Okay. So back to the risk factors. So differing beliefs and values between homes. What I think is not okay or safe. Someone else might think it's okay and safe and allow children to do it whilst in their care. A. K. A. walking around in the streets at night. You know, if you've got tweens, teens allowing them to drink, staying up late, having their devices on them all night some websites, some movies.
I remember when my daughter was about 10 and she went for a sleepover, [00:09:00] for a birthday sleepover. And I know that I say, I'm not a sleeper. I'm not dead against sleepovers. I'm just very cautious about who I allow my daughter to sleep over with. And this one particular sleepover I was with her best friend and friends.
And when she came home, she had told me that they'd watched an R rated movie. It was a horror movie and all of the kids had nightmares for weeks after that. And. I was very upset about it at the time because I had had, I'd done my checks and due diligence, believed that this adult wasn't going to allow that to happen believed or anything like I, I trusted that.
And then, you know, obviously that didn't happen and I was quite upset about it. And she might have been 11 because I wasn't really letting her have sleepovers then. But anyway, so differing beliefs between the values and this happens in grandparents homes as well. Grandparents will just sometimes not even, you know, as soon as mom and dad are [00:10:00] away, they just do what you said they couldn't do.
So, yeah. So, the next one is lack of supervision and oversight. So, not supervising play for younger children due to the children being busy and happy. So when kids are little and they're, they're all getting along and everyone's happy, parents tend to go, Oh, well, they're happy and they're distracted, hands off.
Let's go relax, do, you know and that can sometimes lead to, you know, something happening in that time or just, you know, you don't have to be hovering over kids, but you know, just being around is important. When and that includes online usage, you know, most children will be shown, well, we know that children see porn for the first time by the time they're, you know, around eight, nine, you know, that's their first exposure.
And it usually happens by someone from school. Or a family member or they've stumbled across it, et cetera. So, you know, you might [00:11:00] not allow certain things online, but they go to someone else's house and they don't have the same checks and balances in place or the same supervision in place. And then they're saying online pornography or they're saying, you know, things that aren't, aren't age appropriate.
So that happens. So, and not overseeing older children, thinking they're old enough to take care of themselves. Yep. Our older kids don't need us hovering over them, but we still need to be finger on the pulse, ensuring that, you know, one or the other, or multiple kids aren't, you know, leading them down a stray path.
It was a very common, and, and Omegle has shut down now, but it was a very common sleepover Game activity to go on a meagle, which was their catchphrase was meet strangers.
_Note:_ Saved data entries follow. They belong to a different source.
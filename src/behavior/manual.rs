//! Simulated timer and frame hosts for driving behaviors from tests.

use std::cell::RefCell;
use std::rc::{Rc, Weak};

use super::count_up::FrameHost;
use super::ticker::TimerHost;

type Tick = Rc<RefCell<Box<dyn FnMut()>>>;

struct TimerEntry {
    id: u64,
    period: u64,
    next_due: u64,
    tick: Tick,
}

#[derive(Default)]
struct ClockState {
    now: u64,
    next_id: u64,
    timers: Vec<TimerEntry>,
}

/// Virtual millisecond clock. Timers only fire inside [`ManualClock::advance`].
#[derive(Clone, Default)]
pub struct ManualClock {
    state: Rc<RefCell<ClockState>>,
}

pub struct TimerToken {
    id: u64,
    state: Weak<RefCell<ClockState>>,
}

impl Drop for TimerToken {
    fn drop(&mut self) {
        if let Some(state) = self.state.upgrade() {
            state.borrow_mut().timers.retain(|t| t.id != self.id);
        }
    }
}

impl ManualClock {
    pub fn new() -> Self {
        Self::default()
    }

    pub fn now(&self) -> u64 {
        self.state.borrow().now
    }

    pub fn active_timers(&self) -> usize {
        self.state.borrow().timers.len()
    }

    /// Moves time forward, firing every due timer in deadline order.
    pub fn advance(&self, millis: u64) {
        let target = self.now() + millis;
        loop {
            let due = {
                let state = self.state.borrow();
                state
                    .timers
                    .iter()
                    .filter(|t| t.next_due <= target)
                    .min_by_key(|t| (t.next_due, t.id))
                    .map(|t| (t.id, t.next_due, t.tick.clone()))
            };
            let Some((id, at, tick)) = due else { break };
            {
                let mut state = self.state.borrow_mut();
                state.now = at;
                if let Some(t) = state.timers.iter_mut().find(|t| t.id == id) {
                    t.next_due += t.period;
                }
            }
            (*tick.borrow_mut())();
        }
        self.state.borrow_mut().now = target;
    }
}

impl TimerHost for ManualClock {
    type Handle = TimerToken;

    fn set_interval(&self, millis: u32, tick: Box<dyn FnMut()>) -> TimerToken {
        let mut state = self.state.borrow_mut();
        let id = state.next_id;
        state.next_id += 1;
        let period = u64::from(millis.max(1));
        let next_due = state.now + period;
        state.timers.push(TimerEntry {
            id,
            period,
            next_due,
            tick: Rc::new(RefCell::new(tick)),
        });
        TimerToken {
            id,
            state: Rc::downgrade(&self.state),
        }
    }
}

#[derive(Default)]
struct FrameQueue {
    next_id: u64,
    pending: Vec<(u64, Box<dyn FnOnce(f64)>)>,
}

/// Frame scheduler that only runs callbacks inside [`ManualFrames::run_frame`].
#[derive(Clone, Default)]
pub struct ManualFrames {
    queue: Rc<RefCell<FrameQueue>>,
}

pub struct FrameToken {
    id: u64,
    queue: Weak<RefCell<FrameQueue>>,
}

impl Drop for FrameToken {
    fn drop(&mut self) {
        if let Some(queue) = self.queue.upgrade() {
            queue.borrow_mut().pending.retain(|(id, _)| *id != self.id);
        }
    }
}

impl ManualFrames {
    pub fn new() -> Self {
        Self::default()
    }

    pub fn pending(&self) -> usize {
        self.queue.borrow().pending.len()
    }

    /// Runs every callback requested before this call, returning how many ran.
    pub fn run_frame(&self, now: f64) -> usize {
        let due = std::mem::take(&mut self.queue.borrow_mut().pending);
        let count = due.len();
        for (_, step) in due {
            step(now);
        }
        count
    }
}

impl FrameHost for ManualFrames {
    type Handle = FrameToken;

    fn request_frame(&self, step: Box<dyn FnOnce(f64)>) -> FrameToken {
        let mut queue = self.queue.borrow_mut();
        let id = queue.next_id;
        queue.next_id += 1;
        queue.pending.push((id, step));
        FrameToken {
            id,
            queue: Rc::downgrade(&self.queue),
        }
    }
}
And so a group of kids would sit around, log onto a meagle and they would be seeing pedophiles, you know, masturbating and being asked for their Snapchat and stuff like that.
And because they're in a group, they think they're [00:12:00] safe. They think it's okay. They think it's funny and it's actually really unsafe. That was one of those You know, things that were, those activities that were happening when Amiga was around. Amiga was shut down because they were being forced to create greater security measures and they weren't willing to do it.
So they shut, shut down their app. But there's other apps like that. And like I mentioned before, you know, the, the drinking, the going off, you know, my daughter and I use her as an example for a lot, but, and she's just a, cause she's a typical teenager and we've had all of these conversations, but you know, she's come home and said, Oh yeah.
You know, everyone was drinking last night and she, you know, when she was 14 and that was normal for my age and I'm not, was, you know, we had a conversation about that and safety and, you know, and, you know, she's got a, she was meant to go to a party on the weekend, but she chose not to go because she knew that there was going to be drugs at this party and she didn't want to put herself in that situation because she didn't want to be the responsible one [00:13:00] if something happened.
So, you know. If you've got older kids, you think that they're safe. Yes. Okay. They're all going to be doing silly things and making mistakes, but have you had a conversation about it? Have you explained things to them? Have you given them an opportunity to make better choices? You know, et cetera. Anyway. Off track.
The next one is lack of autonomy and consent. So when your child's at home, they're more likely, more, I say more likely, but not always to speak up if they're not happy to tell you when they don't wanna do things, et cetera. When they're at someone else's home, they are less likely to do that. They're gonna feel the need to conform and go along with something that might not feel safe might make them feel uncomfortable because the pressure is there.
They're in their friend's home or their family's home and they don't think they can say, no. I ate a raw potato . This is stupid. I haven't ever seen this friend again since she left school because I grew up in a small community. So, you know, everyone knows [00:14:00] everyone. But this girl left in year seven, eight.
She, I went to her house for a hangout for the day, I think, or a sleepover and she said that there's no food. And she gave me a raw potato. I was so hungry. I ate raw potato. For reals, you know, we were, and that's because I thought I had no other option. It was really pathetic. I'm looking back on it.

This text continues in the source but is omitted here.